Wednesday, February 5, 2020

Yesterday morning, the Appalachian Trail Conservancy (ATC) and its partners broke ground on the construction of a new Appalachian Trail (A.T.) Center in Damascus, Virginia. This Center will introduce visitors to a variety of helpful information about the A.T. and outdoor recreation in the area, including suggestions for planning hikes and ways to get involved in conservation.

“Damascus has long been a destination for outdoor recreation in southwest Virginia, with the Appalachian Trail bringing tens of thousands of people to Damascus alone every year,” said Andrew Downs, ATC senior regional director. “This new Trail center will help us prepare both new and experienced hikers to enjoy and protect the Trail and its surrounding lands for future generations of outdoor adventurers and nature lovers.”
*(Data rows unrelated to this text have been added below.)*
//! Asset lifecycle state machine.
//!
//! [`AssetService`] orchestrates validation, the query compiler, and the
//! pagination walker against a [`LedgerGateway`]. Per asset key the states
//! are `ABSENT → EXISTS → ABSENT` (delete) or `EXISTS → EXISTS` (patch);
//! every operation performs at most one gateway mutation and reports every
//! failure synchronously. Nothing is retried here; retry policy, if any,
//! belongs to the ledger transaction layer that hosts the call.

use formledger_ledger::LedgerGateway;

use crate::{
    error::{RegistryError, RegistryResult},
    filter::Filter,
    paginate,
    query,
    types::{Asset, CreateAssetRequest, HistoryRecord, PatchAssetRequest},
    validate::{is_valid, normalize},
};

/// The asset registry's business core, generic over the ledger gateway.
///
/// The service holds no state of its own; each instance simply borrows the
/// transaction context its gateway represents.
#[derive(Debug, Clone)]
pub struct AssetService<G> {
    gateway: G,
}

impl<G: LedgerGateway> AssetService<G> {
    /// Creates a service on top of the given gateway.
    pub fn new(gateway: G) -> Self {
        Self { gateway }
    }

    /// Returns the underlying gateway.
    pub fn gateway(&self) -> &G {
        &self.gateway
    }

    /// Whether `key` is taken, as far as a single read can tell.
    ///
    /// A key counts as present when the read returns a non-empty value, and
    /// also when the read fails. The conflation is deliberate and logged;
    /// a transient read failure therefore looks like an existing key.
    pub async fn exists(&self, key: &str) -> bool {
        match self.gateway.get(key).await {
            Ok(value) => value.is_some_and(|value| !value.is_empty()),
            Err(e) => {
                tracing::warn!(key = %key, "treating failed ledger read as an existing key: {e}");
                true
            },
        }
    }

    /// Creates a new asset.
    ///
    /// # Errors
    ///
    /// - [`RegistryError::InvalidFields`] when a required field is missing or blank
    /// - [`RegistryError::AlreadyExists`] when the id is already a ledger key
    /// - [`RegistryError::Gateway`] when the write fails
    pub async fn create(&self, request: CreateAssetRequest) -> RegistryResult<Asset> {
        let asset = request.into_asset()?;

        if self.exists(&asset.id).await {
            return Err(RegistryError::already_exists(&asset.id));
        }

        let encoded = serde_json::to_vec(&asset)
            .map_err(|source| RegistryError::encode("cleaned object", source))?;
        self.gateway
            .put(&asset.id, encoded)
            .await
            .map_err(|source| RegistryError::gateway("inserting cleaned object", source))?;

        tracing::debug!(id = %asset.id, "stored new asset");
        Ok(asset)
    }

    /// Reads the asset stored under `id`.
    ///
    /// # Errors
    ///
    /// - [`RegistryError::InvalidId`] when the id is blank
    /// - [`RegistryError::NotFound`] when no such asset exists
    pub async fn get_by_id(&self, id: &str) -> RegistryResult<Asset> {
        let id = self.validated_existing_id(id).await?;
        self.read_asset(&id).await
    }

    /// Applies a sparse overlay to the asset stored under `id`.
    ///
    /// Only fields that are usable after normalization overwrite their
    /// counterpart; the merged record is written back and returned.
    ///
    /// # Errors
    ///
    /// - [`RegistryError::InvalidId`] / [`RegistryError::NotFound`] as for
    ///   [`get_by_id`](Self::get_by_id)
    /// - [`RegistryError::NothingToChange`] when no field is usable
    pub async fn patch(&self, id: &str, request: PatchAssetRequest) -> RegistryResult<Asset> {
        let id = self.validated_existing_id(id).await?;
        self.apply_patch(&id, request).await
    }

    /// [`patch`](Self::patch) on a still-encoded payload, decoding it after
    /// the id and existence checks as the contract surface requires.
    pub async fn patch_payload(&self, id: &str, payload: &[u8]) -> RegistryResult<Asset> {
        let id = self.validated_existing_id(id).await?;
        let request = serde_json::from_slice(payload)
            .map_err(|source| RegistryError::decode("the object", source))?;
        self.apply_patch(&id, request).await
    }

    /// Permanently removes the asset stored under `id`.
    ///
    /// # Errors
    ///
    /// - [`RegistryError::InvalidId`] / [`RegistryError::NotFound`] as for
    ///   [`get_by_id`](Self::get_by_id)
    /// - [`RegistryError::Gateway`] when the delete fails
    pub async fn delete_by_id(&self, id: &str) -> RegistryResult<bool> {
        let id = self.validated_existing_id(id).await?;

        self.gateway
            .delete(&id)
            .await
            .map_err(|source| RegistryError::gateway("error deleting state from the ledger", source))?;

        tracing::debug!(id = %id, "asset deleted");
        Ok(true)
    }

    /// Returns page `page` of the assets matching `filter`.
    ///
    /// Compiles the filter into a selector and walks the gateway's cursor
    /// pagination up to the target page. A page beyond the data is an empty
    /// sequence.
    pub async fn get_all(
        &self,
        page: usize,
        size: usize,
        filter: &Filter,
    ) -> RegistryResult<Vec<Asset>> {
        let selector = query::compile(filter)?;
        paginate::fetch_page(&self.gateway, &selector, page, size).await
    }

    /// Returns every recorded revision of `id`, in the gateway's order.
    ///
    /// # Errors
    ///
    /// - [`RegistryError::NotFound`] when no such asset exists
    /// - [`RegistryError::Gateway`] when the history read fails
    pub async fn history(&self, id: &str) -> RegistryResult<Vec<HistoryRecord>> {
        let id = normalize(id);
        if !self.exists(&id).await {
            return Err(RegistryError::not_found(&id));
        }

        let mut cursor = self.gateway.history_of(&id).await.map_err(|source| {
            RegistryError::gateway("something went wrong getting the item history", source)
        })?;

        let mut records = Vec::new();
        loop {
            let entry = cursor.next().map_err(|source| {
                RegistryError::gateway(
                    "something went wrong retrieving the next item from the history",
                    source,
                )
            })?;
            let Some(entry) = entry else { break };
            records.push(HistoryRecord::from(entry));
        }

        Ok(records)
    }

    /// Normalizes `id`, requiring it to be non-blank and present.
    async fn validated_existing_id(&self, id: &str) -> RegistryResult<String> {
        let id = normalize(id);
        if !is_valid(&id) {
            return Err(RegistryError::InvalidId);
        }
        if !self.exists(&id).await {
            return Err(RegistryError::not_found(&id));
        }
        Ok(id)
    }

    async fn read_asset(&self, id: &str) -> RegistryResult<Asset> {
        let value = self
            .gateway
            .get(id)
            .await
            .map_err(|source| RegistryError::gateway("error retrieving data from ledger", source))?;
        let Some(value) = value else {
            return Err(RegistryError::not_found(id));
        };

        serde_json::from_slice(&value)
            .map_err(|source| RegistryError::decode("data from the ledger", source))
    }

    async fn apply_patch(&self, id: &str, request: PatchAssetRequest) -> RegistryResult<Asset> {
        let overlay = request.normalized();
        if !overlay.has_changes() {
            return Err(RegistryError::NothingToChange);
        }

        let current = self.read_asset(id).await?;
        let merged = overlay.apply_to(current);

        let encoded = serde_json::to_vec(&merged)
            .map_err(|source| RegistryError::encode("asset after changing values", source))?;
        self.gateway
            .put(id, encoded)
            .await
            .map_err(|source| RegistryError::gateway("error updating ledger", source))?;

        tracing::debug!(id = %id, "asset patched");
        Ok(merged)
    }
}

#[cfg(test)]
#[allow(clippy::unwrap_used)]
mod tests {
    use formledger_ledger::MemoryLedger;

    use super::*;

    #[tokio::test]
    async fn test_exists_conflates_read_failure_with_presence() {
        let ledger = MemoryLedger::new();
        let service = AssetService::new(ledger.clone());

        assert!(!service.exists("a-1").await);

        ledger.inject_read_fault("ledger unreachable");
        assert!(service.exists("a-1").await);

        ledger.clear_read_fault();
        assert!(!service.exists("a-1").await);
    }

    #[tokio::test]
    async fn test_exists_ignores_empty_values() {
        let ledger = MemoryLedger::new();
        let service = AssetService::new(ledger.clone());

        ledger.put("a-1", Vec::new()).await.unwrap();
        assert!(!service.exists("a-1").await);
    }
}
Located on West Laurel Avenue — just a few steps from the A.T. as it passes through downtown Damascus — the 2,300-square-foot center will be staffed by ATC and support visitor information, educational exhibits and details about neighboring trails. The Center will also serve as a volunteer training hub, providing classes for range of groups who help maintain and protect the A.T.

“The center plays a key role in Damascus as the centerpoint for our downtown — a gravitational core,” noted Gavin Blevins, town manager of Damascus and senior planner for the Mount Rogers Planning District Commission. “It will build upon long-standing partnerships with the ATC, U.S. Forest Service and many other regional entities and partners who have either shown support already or with whom we are currently and continuing to work.”

A joint project of the Appalachian Trail Conservancy, the Town of Damascus and the Friends of Southwest Virginia, the visitor center is currently scheduled to complete construction in late May or early June this year. For the latest updates on the progression of the Trail Center’s construction, keep an eye on

Damascus is also a gateway community for Grayson Highland State Park, which is famous for its wild ponies, as well as its access to Mount Rogers, the highest point in Virginia. This hike is arguably one of the best hikes in the eastern U.S.